一家到了波恩,受到隆重歡迎。弗雷德一家和莎洛特,原來公司的頭面人物悉數到齊,巴澤爾、埃貝爾、海因切、海因茨,還有那個叫保羅·萊納克的車間經理。都是劫後餘生之人,說起家人,死於戰爭的,只是多少之別;說起過往,好像如隔世一般。一通酒下來,除了自己一家,就剩莎洛特了,其他都是酩酊大醉了!莎洛特蔑視一眼,淡淡說,也是一次難得的心緒發泄。艾娃說,既沒有事先察看趨勢之智,又沒有遇事直面勇氣!就剩下借酒解愁了。這娘倆,一唱一和,損人不吐髒字!
婚禮準備倒是周到,那娘倆該想到的都不漏。沒有登記,自己不信教。安排的世俗婚禮也複雜不起來,莎洛特把身披婚紗的艾娃交給我,格羅斯做證婚人宣讀了證詞,爲數不多的客人紛紛祝賀一番,儀式結束。倒是被艾娃打扮成金童玉女的佳慧和漢斯,成爲最搶眼的所在。歡宴一場是必然的,達利婭大發神威,家家擡着醉人歸,宴會結束。
艾娃是有所準備的,莎洛特把達利婭拉走了,洞房自然有了互相品味和慢慢欣賞的空間……。等鬧洞房的達利婭半夜進來,艾娃就成了兩個人“新媳婦”了,洞房鬧出來的旖旎風光,就“不足爲外人道也。”

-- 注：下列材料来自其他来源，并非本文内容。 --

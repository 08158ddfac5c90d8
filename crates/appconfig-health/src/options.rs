//! The set of configuration keys a probe reads.

use std::collections::HashSet;

/// Keys to probe. Duplicate keys are ignored; iteration order is unspecified.
#[derive(Debug, Clone, Default, PartialEq, Eq)]
pub struct AppConfigurationOptions {
    keys: HashSet<String>,
}

impl AppConfigurationOptions {
    /// Empty key set; the probe reports healthy without reading anything.
    pub fn new() -> Self {
        Self::default()
    }

    /// Add a key to be checked. Chainable.
    pub fn add_key(&mut self, key: impl Into<String>) -> &mut Self {
        self.keys.insert(key.into());
        self
    }

    /// Configured keys, in no particular order.
    pub fn keys(&self) -> impl Iterator<Item = &str> {
        self.keys.iter().map(String::as_str)
    }

    /// Whether `key` will be read.
    pub fn contains(&self, key: &str) -> bool {
        self.keys.contains(key)
    }

    /// Number of distinct keys.
    pub fn len(&self) -> usize {
        self.keys.len()
    }

    /// True when no keys are configured.
    pub fn is_empty(&self) -> bool {
        self.keys.is_empty()
    }
}

impl<S: Into<String>> FromIterator<S> for AppConfigurationOptions {
    fn from_iter<I: IntoIterator<Item = S>>(iter: I) -> Self {
        Self {
            keys: iter.into_iter().map(Into::into).collect(),
        }
    }
}

#[cfg(test)]
mod tests {
    use super::*;

    #[test]
    fn add_key_chains_and_deduplicates() {
        let mut options = AppConfigurationOptions::new();
        options.add_key("a").add_key("b").add_key("a");

        assert_eq!(options.len(), 2);
        assert!(options.contains("a"));
        assert!(options.contains("b"));
    }

    #[test]
    fn empty_by_default() {
        let options = AppConfigurationOptions::default();
        assert!(options.is_empty());
        assert_eq!(options.keys().count(), 0);
    }

    #[test]
    fn keys_are_not_validated() {
        let mut options = AppConfigurationOptions::new();
        options.add_key("").add_key("with spaces/and:colons");
        assert_eq!(options.len(), 2);
    }

    #[test]
    fn collects_from_iterator() {
        let options: AppConfigurationOptions = ["x", "y", "x"].into_iter().collect();
        let mut keys: Vec<_> = options.keys().collect();
        keys.sort();
        assert_eq!(keys, vec!["x", "y"]);
    }
}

氣得莎洛特第二天拍了達利婭幾巴掌,讓自己疑惑莎洛特是不是也有“聽牆根”的嫌疑。
還不錯,弗雷德終於想起他還有個姐姐,聽說已經擔任重要職務了,也就放心了。只是他姐夫沒有任何消息,佔領軍按照“失蹤人員”做結論處理。如果被俘了,懲罰就是了。現在情況只能一個是潛逃了,一個是被炸成無法辨認的泥了,而且沒有旁觀者。